**WHAT IS NEEDED**.
Below are several entries. Transcribe exactly those lines that fall from the one with "filename src/transport/http1.rs" through the one with "pub fn builder()", end lines included.

───── THE RECORDS

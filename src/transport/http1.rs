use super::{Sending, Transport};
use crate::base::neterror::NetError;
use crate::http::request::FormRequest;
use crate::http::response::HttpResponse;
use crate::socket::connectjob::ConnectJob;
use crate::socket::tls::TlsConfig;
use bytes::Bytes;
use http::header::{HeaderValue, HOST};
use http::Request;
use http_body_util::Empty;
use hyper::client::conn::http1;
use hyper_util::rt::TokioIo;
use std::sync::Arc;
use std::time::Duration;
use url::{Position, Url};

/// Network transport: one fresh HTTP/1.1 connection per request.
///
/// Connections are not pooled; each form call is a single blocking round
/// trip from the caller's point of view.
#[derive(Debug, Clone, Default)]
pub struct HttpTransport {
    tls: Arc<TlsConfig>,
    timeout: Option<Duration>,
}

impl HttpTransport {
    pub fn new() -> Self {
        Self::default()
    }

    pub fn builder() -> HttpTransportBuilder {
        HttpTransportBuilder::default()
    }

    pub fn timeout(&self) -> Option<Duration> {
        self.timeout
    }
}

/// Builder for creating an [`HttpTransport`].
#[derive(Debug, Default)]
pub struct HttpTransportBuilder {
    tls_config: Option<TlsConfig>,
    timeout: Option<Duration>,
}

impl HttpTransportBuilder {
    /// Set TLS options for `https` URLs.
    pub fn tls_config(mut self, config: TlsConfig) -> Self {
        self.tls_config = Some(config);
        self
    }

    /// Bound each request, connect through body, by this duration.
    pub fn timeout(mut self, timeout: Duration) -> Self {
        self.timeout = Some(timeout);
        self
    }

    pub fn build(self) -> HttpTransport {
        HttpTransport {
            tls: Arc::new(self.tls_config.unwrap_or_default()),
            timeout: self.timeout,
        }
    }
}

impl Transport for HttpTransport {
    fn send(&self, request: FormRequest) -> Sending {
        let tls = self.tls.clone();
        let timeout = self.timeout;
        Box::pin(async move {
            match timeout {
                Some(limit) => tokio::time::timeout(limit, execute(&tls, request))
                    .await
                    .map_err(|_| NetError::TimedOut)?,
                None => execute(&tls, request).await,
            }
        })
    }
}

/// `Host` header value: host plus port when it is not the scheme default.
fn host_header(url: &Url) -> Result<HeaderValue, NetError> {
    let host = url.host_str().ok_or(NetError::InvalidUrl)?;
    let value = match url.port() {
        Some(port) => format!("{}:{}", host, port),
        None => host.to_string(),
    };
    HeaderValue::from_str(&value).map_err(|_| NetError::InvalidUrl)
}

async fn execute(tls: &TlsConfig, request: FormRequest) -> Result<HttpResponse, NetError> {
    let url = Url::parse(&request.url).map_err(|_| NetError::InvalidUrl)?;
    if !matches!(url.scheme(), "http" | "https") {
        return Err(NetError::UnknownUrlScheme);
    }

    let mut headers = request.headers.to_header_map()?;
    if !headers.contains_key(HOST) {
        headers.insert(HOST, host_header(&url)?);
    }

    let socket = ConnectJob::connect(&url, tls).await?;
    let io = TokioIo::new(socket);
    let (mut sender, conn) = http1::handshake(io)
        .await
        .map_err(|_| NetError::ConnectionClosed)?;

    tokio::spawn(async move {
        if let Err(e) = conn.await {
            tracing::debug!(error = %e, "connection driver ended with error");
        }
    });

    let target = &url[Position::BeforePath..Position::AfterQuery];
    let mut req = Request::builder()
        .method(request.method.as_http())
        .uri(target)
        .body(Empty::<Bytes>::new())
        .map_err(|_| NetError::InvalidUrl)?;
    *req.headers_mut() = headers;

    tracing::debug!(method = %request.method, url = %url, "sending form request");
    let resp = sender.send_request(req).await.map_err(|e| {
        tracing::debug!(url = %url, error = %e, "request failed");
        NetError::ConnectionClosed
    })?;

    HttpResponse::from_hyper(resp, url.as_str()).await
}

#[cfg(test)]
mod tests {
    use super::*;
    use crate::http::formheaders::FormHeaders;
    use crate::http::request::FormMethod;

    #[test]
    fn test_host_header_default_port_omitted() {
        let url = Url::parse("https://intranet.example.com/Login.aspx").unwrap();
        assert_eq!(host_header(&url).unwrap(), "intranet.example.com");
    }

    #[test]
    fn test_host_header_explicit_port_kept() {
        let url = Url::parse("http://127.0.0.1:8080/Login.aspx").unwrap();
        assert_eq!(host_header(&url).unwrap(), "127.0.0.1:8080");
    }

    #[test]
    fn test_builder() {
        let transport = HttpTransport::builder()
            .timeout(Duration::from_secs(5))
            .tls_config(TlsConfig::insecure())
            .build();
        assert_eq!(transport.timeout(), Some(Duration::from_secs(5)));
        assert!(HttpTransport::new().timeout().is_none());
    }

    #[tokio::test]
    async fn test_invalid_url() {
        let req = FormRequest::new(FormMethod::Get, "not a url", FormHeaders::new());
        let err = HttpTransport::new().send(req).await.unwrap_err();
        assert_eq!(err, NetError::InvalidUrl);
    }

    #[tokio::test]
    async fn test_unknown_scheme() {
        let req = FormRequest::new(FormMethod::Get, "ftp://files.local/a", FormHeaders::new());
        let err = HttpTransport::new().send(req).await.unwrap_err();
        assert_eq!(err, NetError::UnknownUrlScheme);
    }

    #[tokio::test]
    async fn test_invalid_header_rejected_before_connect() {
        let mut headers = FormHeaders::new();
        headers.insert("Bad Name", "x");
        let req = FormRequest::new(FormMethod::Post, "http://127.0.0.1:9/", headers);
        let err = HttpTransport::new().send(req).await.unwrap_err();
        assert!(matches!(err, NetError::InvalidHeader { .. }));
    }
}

──────────
───── THE RECORDS

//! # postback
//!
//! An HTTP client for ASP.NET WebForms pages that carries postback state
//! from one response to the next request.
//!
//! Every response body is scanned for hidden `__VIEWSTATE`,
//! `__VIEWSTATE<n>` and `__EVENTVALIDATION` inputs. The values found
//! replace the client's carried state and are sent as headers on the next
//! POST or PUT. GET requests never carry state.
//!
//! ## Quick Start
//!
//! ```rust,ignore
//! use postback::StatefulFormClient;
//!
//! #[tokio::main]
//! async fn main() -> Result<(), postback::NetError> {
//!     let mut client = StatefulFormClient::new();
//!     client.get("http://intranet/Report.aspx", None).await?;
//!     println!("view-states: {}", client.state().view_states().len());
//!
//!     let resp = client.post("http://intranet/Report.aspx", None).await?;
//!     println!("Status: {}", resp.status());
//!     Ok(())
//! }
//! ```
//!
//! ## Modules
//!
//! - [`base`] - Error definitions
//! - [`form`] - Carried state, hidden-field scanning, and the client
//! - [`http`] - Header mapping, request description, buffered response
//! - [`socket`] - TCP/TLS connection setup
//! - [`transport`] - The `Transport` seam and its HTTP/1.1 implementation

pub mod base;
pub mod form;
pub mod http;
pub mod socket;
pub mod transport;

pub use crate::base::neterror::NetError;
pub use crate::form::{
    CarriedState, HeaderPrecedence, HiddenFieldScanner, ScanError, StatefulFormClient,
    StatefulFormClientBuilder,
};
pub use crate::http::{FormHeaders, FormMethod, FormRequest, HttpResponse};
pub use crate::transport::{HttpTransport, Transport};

──────────
───── THE RECORDS

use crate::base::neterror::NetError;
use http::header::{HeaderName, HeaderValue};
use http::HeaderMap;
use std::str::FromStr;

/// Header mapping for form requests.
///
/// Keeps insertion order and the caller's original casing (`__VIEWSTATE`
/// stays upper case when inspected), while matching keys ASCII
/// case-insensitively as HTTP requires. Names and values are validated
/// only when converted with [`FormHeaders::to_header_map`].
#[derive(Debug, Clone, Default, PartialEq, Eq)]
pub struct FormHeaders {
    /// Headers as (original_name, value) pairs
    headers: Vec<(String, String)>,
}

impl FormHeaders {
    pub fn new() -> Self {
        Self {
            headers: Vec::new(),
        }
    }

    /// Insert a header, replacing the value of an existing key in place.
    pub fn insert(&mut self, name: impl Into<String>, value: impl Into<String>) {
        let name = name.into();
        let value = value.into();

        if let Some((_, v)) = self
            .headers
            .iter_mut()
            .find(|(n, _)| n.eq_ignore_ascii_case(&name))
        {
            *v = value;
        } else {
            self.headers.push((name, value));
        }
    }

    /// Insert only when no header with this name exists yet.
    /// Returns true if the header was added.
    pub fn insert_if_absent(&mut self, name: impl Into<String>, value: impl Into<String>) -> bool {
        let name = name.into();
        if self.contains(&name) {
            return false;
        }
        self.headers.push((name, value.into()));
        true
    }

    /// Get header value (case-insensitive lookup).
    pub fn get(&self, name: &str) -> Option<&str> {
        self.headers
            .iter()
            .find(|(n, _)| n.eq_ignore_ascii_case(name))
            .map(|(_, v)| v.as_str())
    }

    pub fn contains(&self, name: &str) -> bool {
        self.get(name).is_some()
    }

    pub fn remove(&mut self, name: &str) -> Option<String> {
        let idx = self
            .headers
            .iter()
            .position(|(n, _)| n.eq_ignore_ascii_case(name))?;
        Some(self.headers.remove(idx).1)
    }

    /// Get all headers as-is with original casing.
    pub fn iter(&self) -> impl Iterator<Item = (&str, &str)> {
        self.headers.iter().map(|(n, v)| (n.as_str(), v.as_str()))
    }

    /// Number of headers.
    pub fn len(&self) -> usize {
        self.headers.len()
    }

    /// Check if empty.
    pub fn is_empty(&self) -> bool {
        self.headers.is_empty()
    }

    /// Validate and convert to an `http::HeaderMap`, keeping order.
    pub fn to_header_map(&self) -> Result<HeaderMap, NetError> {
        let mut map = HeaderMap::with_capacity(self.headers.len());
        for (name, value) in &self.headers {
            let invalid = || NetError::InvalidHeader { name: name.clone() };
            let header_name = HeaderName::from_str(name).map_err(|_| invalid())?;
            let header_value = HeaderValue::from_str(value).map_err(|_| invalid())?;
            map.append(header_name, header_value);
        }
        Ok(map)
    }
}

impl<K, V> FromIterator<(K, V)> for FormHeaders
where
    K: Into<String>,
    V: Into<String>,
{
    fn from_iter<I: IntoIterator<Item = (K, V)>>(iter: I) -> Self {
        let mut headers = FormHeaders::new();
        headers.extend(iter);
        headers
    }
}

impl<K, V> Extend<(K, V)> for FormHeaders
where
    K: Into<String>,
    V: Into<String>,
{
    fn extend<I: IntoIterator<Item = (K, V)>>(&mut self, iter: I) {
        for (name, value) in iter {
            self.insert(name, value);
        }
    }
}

──────────

**RESPONSE AREA**.
filename src/transport/http1.rs
use super::{Sending, Transport};
use crate::base::neterror::NetError;
use crate::http::request::FormRequest;
use crate::http::response::HttpResponse;
use crate::socket::connectjob::ConnectJob;
use crate::socket::tls::TlsConfig;
use bytes::Bytes;
use http::header::{HeaderValue, HOST};
use http::Request;
use http_body_util::Empty;
use hyper::client::conn::http1;
use hyper_util::rt::TokioIo;
use std::sync::Arc;
use std::time::Duration;
use url::{Position, Url};

/// Network transport: one fresh HTTP/1.1 connection per request.
///
/// Connections are not pooled; each form call is a single blocking round
/// trip from the caller's point of view.
#[derive(Debug, Clone, Default)]
pub struct HttpTransport {
    tls: Arc<TlsConfig>,
    timeout: Option<Duration>,
}

impl HttpTransport {
    pub fn new() -> Self {
        Self::default()
    }

    pub fn builder() -> HttpTransportBuilder {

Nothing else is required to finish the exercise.